After the Napoleonic Wars, Rese adopted a clerical career. He went to Rome with the impression that his lack of education might be balanced by a willingness to work in foreign missions. He received Holy Orders from Cardinal Vicar Placido Zurla on 15 March 1823. Rese served in the Congregation for the Evangelization of Peoples and in 1824 met with Edward Fenwick, first Bishop of Cincinnati, who had travelled to Rome to ask Pope Leo XII for support. The Pope engaged Rese to assist him; once arrived in the United States, he became vicar general of the Cincinnati diocese, which included Detroit. In 1828 he was sent to Europe to gain support for the Catholic missions in the U.S. He visited the Austrian capital Vienna, where he helped to found the missionary Leopoldine Society, as well as Munich and Regensburg in Bavaria, Belgium and other parts of Europe until 1831, convincing many to immigrate to the U.S. and found Catholic communities.

==Detroit==
On March 8, 1833, Father Rese was named to be the first bishop of Detroit with a papal bull in which Pope Gregory XVI declared as he erected the Diocese of Detroit. Father Rese would be the first German-born bishop in the United States. Ten months elapsed, however, before Detroit welcomed its own bishop. Father Rese desired to be consecrated by Bishop Joseph Rosati of St. Louis, and he deferred the event until Bishop Rosati should pass through Cincinnati on his way to the Second Provincial Council of Baltimore. The consecration took place on October 6, 1833, in the cathedral at Cincinnati. Following the ceremony, the two bishops set out to attend the deliberations at the council. They returned to Cincinnati at the end of November, and Bishop Rese tarried there, winding up affairs, until the end of the year. On January 7, 1834, Bishop Rese made his entry into Detroit to take possession of his see at Ste. Anne Cathedral.

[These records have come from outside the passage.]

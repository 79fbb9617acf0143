use std::path::Path;

use serde::{Deserialize, Serialize};
use thiserror::Error;

use crate::session::{CardHandle, ListSession, SessionError};

/// One way to pull a text field out of a card. Fields carry a chain of
/// these; the first strategy yielding a non-blank value wins, so a
/// fragile primary selector can be backed by a coarser fallback.
#[derive(Debug, Clone, PartialEq, Eq, Serialize, Deserialize)]
#[serde(tag = "kind", rename_all = "snake_case")]
pub enum FieldStrategy {
    /// Text of the first descendant matching `selector`.
    Text { selector: String },
    /// Text of the `index`-th descendant matching `selector`, 0-based.
    NthText { selector: String, index: usize },
    /// Attribute value of the first descendant matching `selector`.
    Attr { selector: String, attr: String },
    /// Text of the first descendant matching `selector` whose text
    /// contains `needle`.
    TextContaining { selector: String, needle: String },
}

/// One way to find and press a control. Same chain idea as
/// [`FieldStrategy`]: first strategy that clicks something wins.
#[derive(Debug, Clone, PartialEq, Eq, Serialize, Deserialize)]
#[serde(tag = "kind", rename_all = "snake_case")]
pub enum ClickStrategy {
    /// Click the first element matching `selector`.
    Selector { selector: String },
    /// Click the first element matching `selector` whose text contains
    /// `needle`.
    TextMatch { selector: String, needle: String },
}

/// Everything site-specific in one place: URLs, markers and selector
/// chains for one deployment of the invitation list. Plain data so a
/// JSON file can override the built-in defaults when the site's markup
/// drifts.
#[derive(Debug, Clone, PartialEq, Eq, Serialize, Deserialize)]
#[serde(default)]
pub struct SiteProfile {
    pub login_url: String,
    pub list_url: String,
    /// Present only once the operator is signed in.
    pub logged_in_marker: String,
    /// One rendered invitation card.
    pub card: String,
    /// Stable identity of the card, normally a profile link.
    pub identity: Vec<FieldStrategy>,
    pub display_name: Vec<FieldStrategy>,
    pub headline: Vec<FieldStrategy>,
    pub time_sent: Vec<FieldStrategy>,
    /// The per-card withdraw control.
    pub withdraw_click: Vec<ClickStrategy>,
    /// The confirmation dialog container, probed for open and close.
    pub confirm_dialog: String,
    pub confirm_click: Vec<ClickStrategy>,
    /// Dismisses a confirmation dialog that refuses to complete.
    pub cancel_click: Vec<ClickStrategy>,
}

impl Default for SiteProfile {
    fn default() -> Self {
        let dialog_button = r#"dialog[aria-label*="Withdraw invitation"] button"#;
        Self {
            login_url: "https://www.linkedin.com/login".to_string(),
            list_url: "https://www.linkedin.com/mynetwork/invitation-manager/sent/".to_string(),
            logged_in_marker: ".global-nav__me".to_string(),
            card: r#"div[role="listitem"][componentkey^="auto-component-"]"#.to_string(),
            identity: vec![FieldStrategy::Attr {
                selector: r#"a[href*="/in/"]"#.to_string(),
                attr: "href".to_string(),
            }],
            display_name: vec![
                FieldStrategy::Text {
                    selector: "a._70f3535c._5c6933d6".to_string(),
                },
                FieldStrategy::Text {
                    selector: r#"a[href*="/in/"]"#.to_string(),
                },
            ],
            headline: vec![FieldStrategy::NthText {
                selector: "p".to_string(),
                index: 1,
            }],
            time_sent: vec![FieldStrategy::TextContaining {
                selector: "p".to_string(),
                needle: "Sent".to_string(),
            }],
            withdraw_click: vec![
                ClickStrategy::TextMatch {
                    selector: "button".to_string(),
                    needle: "Withdraw".to_string(),
                },
                ClickStrategy::Selector {
                    selector: r#"button[data-view-name="sent-invitations-withdraw-single"]"#
                        .to_string(),
                },
            ],
            confirm_dialog: r#"dialog[aria-label*="Withdraw invitation"]"#.to_string(),
            confirm_click: vec![ClickStrategy::TextMatch {
                selector: dialog_button.to_string(),
                needle: "Withdraw".to_string(),
            }],
            cancel_click: vec![ClickStrategy::TextMatch {
                selector: dialog_button.to_string(),
                needle: "Cancel".to_string(),
            }],
        }
    }
}

impl SiteProfile {
    /// Loads a profile from a JSON file. Missing fields fall back to
    /// the built-in defaults, so an override file only needs the
    /// selectors that actually changed.
    pub fn load(path: &Path) -> Result<Self, ProfileError> {
        let text = std::fs::read_to_string(path)?;
        Ok(serde_json::from_str(&text)?)
    }
}

#[derive(Debug, Error)]
pub enum ProfileError {
    #[error("could not read profile: {0}")]
    Io(#[from] std::io::Error),
    #[error("invalid profile: {0}")]
    Parse(#[from] serde_json::Error),
}

/// Runs a field's strategy chain against one card. The first non-blank
/// value wins; `None` means the whole chain came up empty.
pub async fn extract_field<S: ListSession>(
    session: &mut S,
    card: CardHandle,
    strategies: &[FieldStrategy],
) -> Result<Option<String>, SessionError> {
    for strategy in strategies {
        let value = match strategy {
            FieldStrategy::Text { selector } => {
                session.card_texts(card, selector).await?.into_iter().next()
            }
            FieldStrategy::NthText { selector, index } => session
                .card_texts(card, selector)
                .await?
                .into_iter()
                .nth(*index),
            FieldStrategy::Attr { selector, attr } => {
                session.card_attr(card, selector, attr).await?
            }
            FieldStrategy::TextContaining { selector, needle } => session
                .card_texts(card, selector)
                .await?
                .into_iter()
                .find(|text| text.contains(needle)),
        };
        if let Some(value) = value {
            let trimmed = value.trim();
            if !trimmed.is_empty() {
                return Ok(Some(trimmed.to_string()));
            }
        }
    }
    Ok(None)
}

/// Runs a click chain inside one card. Returns whether anything was
/// actually clicked.
pub async fn click_in_card_chain<S: ListSession>(
    session: &mut S,
    card: CardHandle,
    strategies: &[ClickStrategy],
) -> Result<bool, SessionError> {
    for strategy in strategies {
        match strategy {
            ClickStrategy::Selector { selector } => {
                if session.click_in_card(card, selector, 0).await? {
                    return Ok(true);
                }
            }
            ClickStrategy::TextMatch { selector, needle } => {
                let texts = session.card_texts(card, selector).await?;
                if let Some(index) = texts.iter().position(|text| text.contains(needle)) {
                    if session.click_in_card(card, selector, index).await? {
                        return Ok(true);
                    }
                }
            }
        }
    }
    Ok(false)
}

/// Runs a click chain against the whole page, for controls that live
/// outside any card such as dialog buttons.
pub async fn click_on_page_chain<S: ListSession>(
    session: &mut S,
    strategies: &[ClickStrategy],
) -> Result<bool, SessionError> {
    for strategy in strategies {
        match strategy {
            ClickStrategy::Selector { selector } => {
                if session.click_on_page(selector, 0).await? {
                    return Ok(true);
                }
            }
            ClickStrategy::TextMatch { selector, needle } => {
                let texts = session.page_texts(selector).await?;
                if let Some(index) = texts.iter().position(|text| text.contains(needle)) {
                    if session.click_on_page(selector, index).await? {
                        return Ok(true);
                    }
                }
            }
        }
    }
    Ok(false)
}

The parish of Most Holy Trinity was established by 1835. German immigrants established a small settlement named Connor's Creek and built a log church which they called Kirchen Wald (Church in the Woods) and where Redemptionists missionaries offered services. The name was later changed to "Chapel of the Assumption" and later "St. Mary's in the Woods" before being designated the Assumption of the Blessed Virgin Mary Church.

In 1838 he again travelled to Europe, where in Munich he reconciled the establishment of a Bavarian missionary association (Ludwig-Missionsverein) with King Louis I.

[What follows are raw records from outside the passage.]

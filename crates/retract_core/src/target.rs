use std::collections::BTreeSet;

use crate::candidate::{normalize_identity, normalize_name, Candidate};

/// The work queue: identities and names still to withdraw.
///
/// Two channels feed it: profile URLs (primary) and display names
/// (secondary). A confirmed withdrawal clears the candidate from **both**
/// channels regardless of which one matched, so an invitation matched by
/// name can never be processed a second time when its URL scrolls into
/// view later.
///
/// Keys are stored canonical (see [`normalize_identity`] and
/// [`normalize_name`]); ordered sets keep reports deterministic.
#[derive(Debug, Clone, PartialEq, Eq, Default)]
pub struct TargetSet {
    by_identity: BTreeSet<String>,
    by_name: BTreeSet<String>,
}

impl TargetSet {
    pub fn new() -> Self {
        Self::default()
    }

    /// Queue a profile URL on the identity channel. Blank input is ignored.
    pub fn insert_identity(&mut self, raw: &str) {
        let key = normalize_identity(raw);
        if !key.is_empty() {
            self.by_identity.insert(key);
        }
    }

    /// Queue a display name on the secondary channel. Blank input is ignored.
    pub fn insert_name(&mut self, raw: &str) {
        let key = normalize_name(raw);
        if !key.is_empty() {
            self.by_name.insert(key);
        }
    }

    /// Builds a target set from bare identities, leaving the name channel
    /// empty. Used by the age filter, where adding names would risk pulling
    /// in an unrelated person who happens to share one.
    pub fn from_identities<I, S>(identities: I) -> Self
    where
        I: IntoIterator<Item = S>,
        S: AsRef<str>,
    {
        let mut set = Self::new();
        for identity in identities {
            set.insert_identity(identity.as_ref());
        }
        set
    }

    /// Membership test on the identity channel. Expects a canonical key,
    /// which every [`Candidate`] carries by construction.
    pub fn contains_identity(&self, identity: &str) -> bool {
        self.by_identity.contains(identity)
    }

    /// Membership test on the name channel. Expects a canonical key.
    pub fn contains_name_key(&self, name_key: &str) -> bool {
        self.by_name.contains(name_key)
    }

    /// Clears a withdrawn candidate from both channels.
    pub fn mark_withdrawn(&mut self, candidate: &Candidate) {
        self.by_identity.remove(&candidate.identity);
        if let Some(key) = candidate.name_key() {
            self.by_name.remove(&key);
        }
    }

    /// True when both channels are empty: nothing left to do.
    pub fn is_complete(&self) -> bool {
        self.by_identity.is_empty() && self.by_name.is_empty()
    }

    /// Remaining queue sizes as `(identities, names)`.
    pub fn remaining(&self) -> (usize, usize) {
        (self.by_identity.len(), self.by_name.len())
    }

    /// Identities still pending, in sorted order.
    pub fn pending_identities(&self) -> impl Iterator<Item = &str> {
        self.by_identity.iter().map(String::as_str)
    }

    /// Name keys still pending, in sorted order.
    pub fn pending_names(&self) -> impl Iterator<Item = &str> {
        self.by_name.iter().map(String::as_str)
    }
}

About 1840 Rese became demented; uncapable to fulfil his office, he was recalled to Rome. He finally retired to a nursery home of the Daughters of Charity of Saint Vincent de Paul in Hildesheim. In accordance with the practice of the time, he remained nominally the Bishop of Detroit for another 30 years until his death in 1871, his diocese administrated by coadjutor bishops (in primis Peter Paul Lefevere from 1841 until his death in 1869). He was succeeded by his compatriot Caspar Henry Borgess.